Major changes in SAVANNAH's financial condition during the first three months of
2000 included the addition of approximately $7 million to utility plant. The
funds for these additions and other capital requirements were derived primarily
from operations and credit arrangements with banks. See SAVANNAH's Condensed
Statements of Cash Flows for further details.

Financing Activities

SAVANNAH plans to continue, to the extent possible, a program to retire
higher-cost debt and replace these obligations with lower-cost capital.

Sources of Capital

SAVANNAH plans to obtain the funds required for construction and other purposes
from sources similar to those used in the past. The amount, type and timing of
any financings--if needed--will depend upon maintenance of adequate earnings,
regulatory approval, prevailing market conditions and other factors. See Item 1
- - BUSINESS - "Financing Programs" in the Form 10-K for additional information.

     To meet short-term cash needs and contingencies, SAVANNAH had at March 31,
2000, approximately $3.5 million of cash and cash equivalents and approximately
$42.1 million of unused credit arrangements with banks. At March 31, 2000,
SAVANNAH had $33.9 million outstanding of notes payable to banks. Since SAVANNAH
has no major generating plants under construction, management believes that the
need for working capital can be adequately met by utilizing lines of credit.

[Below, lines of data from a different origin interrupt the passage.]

//! Test-only collaborators: a scriptable backend, a recording transport and
//! a harness bundling them with an engine instance.
use std::sync::{Arc, Mutex};

use ibft_messages::{
    Commit, CommittedSeal, ConsensusMsg, Message, MsgType, NodeId, Payload, PayloadHash,
    PrePrepare, Prepare, PreparedCertificate, RoundChange, RoundChangeCertificate, View,
};
use zksync_concurrency::ctx;

use crate::{Backend, Config, Transport, IBFT};

/// The hash rule every [`TestBackend`] agrees on: deterministic, collision
/// free for test payloads, and obviously not a real hash.
pub fn test_hash(proposal: &Payload) -> PayloadHash {
    PayloadHash([b"hash:".as_slice(), &proposal.0].concat())
}

/// A backend scriptable through plain fields. Proposer policy is membership
/// in `proposers`; the hash rule is [`test_hash`]; inserted blocks are
/// recorded for assertions.
#[derive(Debug)]
pub struct TestBackend {
    /// This node's id.
    pub id: NodeId,
    /// Ids considered proposers, for every view.
    pub proposers: Vec<NodeId>,
    /// Quorum size, for every height.
    pub quorum: usize,
    /// Tolerated faulty validators, for every height.
    pub max_faulty: usize,
    /// The block `build_proposal` produces.
    pub proposal: Payload,
    /// Whether `is_valid_block` accepts anything.
    pub valid_blocks: bool,
    /// Senders `is_valid_sender` rejects.
    pub invalid_senders: Vec<NodeId>,
    /// Blocks handed to `insert_block`, with their seals.
    pub inserted: Mutex<Vec<(Payload, Vec<CommittedSeal>)>>,
}

impl TestBackend {
    /// A backend for node `id`; `proposers` decides the proposer role.
    pub fn new(id: NodeId, proposers: Vec<NodeId>) -> Self {
        Self {
            id,
            proposers,
            quorum: 1,
            max_faulty: 0,
            proposal: Payload(b"block proposal".to_vec()),
            valid_blocks: true,
            invalid_senders: Vec::new(),
            inserted: Mutex::new(Vec::new()),
        }
    }

    /// Number of blocks inserted so far.
    pub fn inserted_count(&self) -> usize {
        self.inserted.lock().unwrap().len()
    }
}

#[async_trait::async_trait]
impl Backend for TestBackend {
    fn id(&self) -> NodeId {
        self.id.clone()
    }

    fn quorum(&self, _height: u64) -> usize {
        self.quorum
    }

    fn max_faulty(&self, _height: u64) -> usize {
        self.max_faulty
    }

    fn is_proposer(&self, id: &NodeId, _height: u64, _round: u64) -> bool {
        self.proposers.contains(id)
    }

    async fn build_proposal(&self, _ctx: &ctx::Ctx, _height: u64) -> ctx::Result<Payload> {
        Ok(self.proposal.clone())
    }

    fn build_pre_prepare(
        &self,
        proposal: Payload,
        certificate: Option<RoundChangeCertificate>,
        view: View,
    ) -> Message {
        Message {
            view,
            from: self.id.clone(),
            msg: ConsensusMsg::PrePrepare(PrePrepare {
                proposal_hash: test_hash(&proposal),
                proposal,
                certificate,
            }),
        }
    }

    fn build_prepare(&self, proposal_hash: PayloadHash, view: View) -> Message {
        Message {
            view,
            from: self.id.clone(),
            msg: ConsensusMsg::Prepare(Prepare { proposal_hash }),
        }
    }

    fn build_commit(&self, proposal_hash: PayloadHash, view: View) -> Message {
        Message {
            view,
            from: self.id.clone(),
            msg: ConsensusMsg::Commit(Commit {
                proposal_hash,
                committed_seal: b"committed seal".to_vec(),
            }),
        }
    }

    fn build_round_change(
        &self,
        last_prepared_block: Option<Payload>,
        last_prepared_certificate: Option<PreparedCertificate>,
        view: View,
    ) -> Message {
        Message {
            view,
            from: self.id.clone(),
            msg: ConsensusMsg::RoundChange(RoundChange {
                last_prepared_block,
                last_prepared_certificate,
            }),
        }
    }

    fn is_valid_block(&self, _proposal: &Payload) -> bool {
        self.valid_blocks
    }

    fn is_valid_proposal_hash(&self, proposal: &Payload, hash: &PayloadHash) -> bool {
        hash == &test_hash(proposal)
    }

    fn is_valid_sender(&self, message: &Message) -> bool {
        !self.invalid_senders.contains(&message.from)
    }

    async fn insert_block(
        &self,
        _ctx: &ctx::Ctx,
        proposal: &Payload,
        seals: Vec<CommittedSeal>,
    ) -> ctx::Result<()> {
        self.inserted.lock().unwrap().push((proposal.clone(), seals));
        Ok(())
    }
}

/// A transport forwarding every multicast into an unbounded channel owned by
/// the test.
#[derive(Debug)]
pub struct TestTransport(pub ctx::channel::UnboundedSender<Message>);

impl Transport for TestTransport {
    fn multicast(&self, message: Message) {
        self.0.send(message);
    }
}

/// An engine wired to a [`TestBackend`] and a recording transport.
pub struct Harness {
    /// The engine under test.
    pub engine: IBFT,
    /// The backend behind the engine.
    pub backend: Arc<TestBackend>,
    /// Everything the engine multicast, in order.
    pub sent: ctx::channel::UnboundedReceiver<Message>,
}

impl Harness {
    /// Harness with the default round timer durations.
    pub fn new(backend: TestBackend) -> Self {
        let backend = Arc::new(backend);
        let (send, recv) = ctx::channel::unbounded();
        let engine = IBFT::new(Config::new(backend.clone(), Arc::new(TestTransport(send))));
        Self {
            engine,
            backend,
            sent: recv,
        }
    }

    /// Harness with a custom base round timeout.
    pub fn with_base_timeout(backend: TestBackend, base: zksync_concurrency::time::Duration) -> Self {
        let mut this = Self::new(backend);
        this.engine.config.base_round_timeout = base;
        this
    }

    /// Awaits the next multicast message of the given kind, discarding
    /// others.
    pub async fn recv_sent(
        &mut self,
        ctx: &ctx::Ctx,
        kind: MsgType,
    ) -> ctx::OrCanceled<Message> {
        loop {
            let message = self.sent.recv(ctx).await?;
            if message.kind() == kind {
                return Ok(message);
            }
        }
    }

    /// The next multicast message, if one is already pending.
    pub fn try_recv_sent(&mut self) -> Option<Message> {
        self.sent.try_recv()
    }
}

                                       59
<PAGE>


                   NOTES TO THE CONDENSED FINANCIAL STATEMENTS
                                       FOR
                  THE SOUTHERN COMPANY AND SUBSIDIARY COMPANIES
                              ALABAMA POWER COMPANY
                              GEORGIA POWER COMPANY
                               GULF POWER COMPANY
                            MISSISSIPPI POWER COMPANY
                       SAVANNAH ELECTRIC AND POWER COMPANY

                          INDEX TO APPLICABLE NOTES TO
                       FINANCIAL STATEMENTS BY REGISTRANT

   Registrant                    Applicable Notes

   SOUTHERN                      A, B, C, D, E, F, G, H, I, L, M, N, O

   ALABAMA                       A, B, C, F, G, O

   GEORGIA                       A, B, C, H, I, O

   GULF                          A, B, O

   MISSISSIPPI                   A, B, J, O

   SAVANNAH                      A, B, K, O

                                       60

<PAGE>


                  THE SOUTHERN COMPANY AND SUBSIDIARY COMPANIES
                              ALABAMA POWER COMPANY
                              GEORGIA POWER COMPANY
                               GULF POWER COMPANY
                            MISSISSIPPI POWER COMPANY
                       SAVANNAH ELECTRIC AND POWER COMPANY

NOTES TO THE CONDENSED FINANCIAL STATEMENTS:

(A)   The condensed financial statements of the registrants included herein
      have been prepared by each registrant, without audit,
      pursuant to the rules and regulations of the SEC.  In the opinion of each
      registrant's management, the information regarding
      such registrant furnished herein reflects all adjustments necessary to
      present fairly the results of operations for the periods
      ended March 31, 2000 and 1999.  Certain information and footnote
      disclosures normally included in financial statements prepared
      in accordance with accounting principles generally accepted  in the
      United States have been condensed or omitted pursuant to
      such rules and regulations, although each registrant believes that the
      disclosures regarding such registrant are adequate to
      make the information presented not misleading.  It is suggested that
      these condensed financial statements of each registrant be
      read in conjunction with the financial statements of such registrant and
      the notes thereto included in the Form 10-K.  Certain
      prior period amounts have been reclassified to conform with current
      period presentation.  Due to seasonal variations in the
      demand for energy, operating results for the periods presented do not
      necessarily indicate operating results for the entire year.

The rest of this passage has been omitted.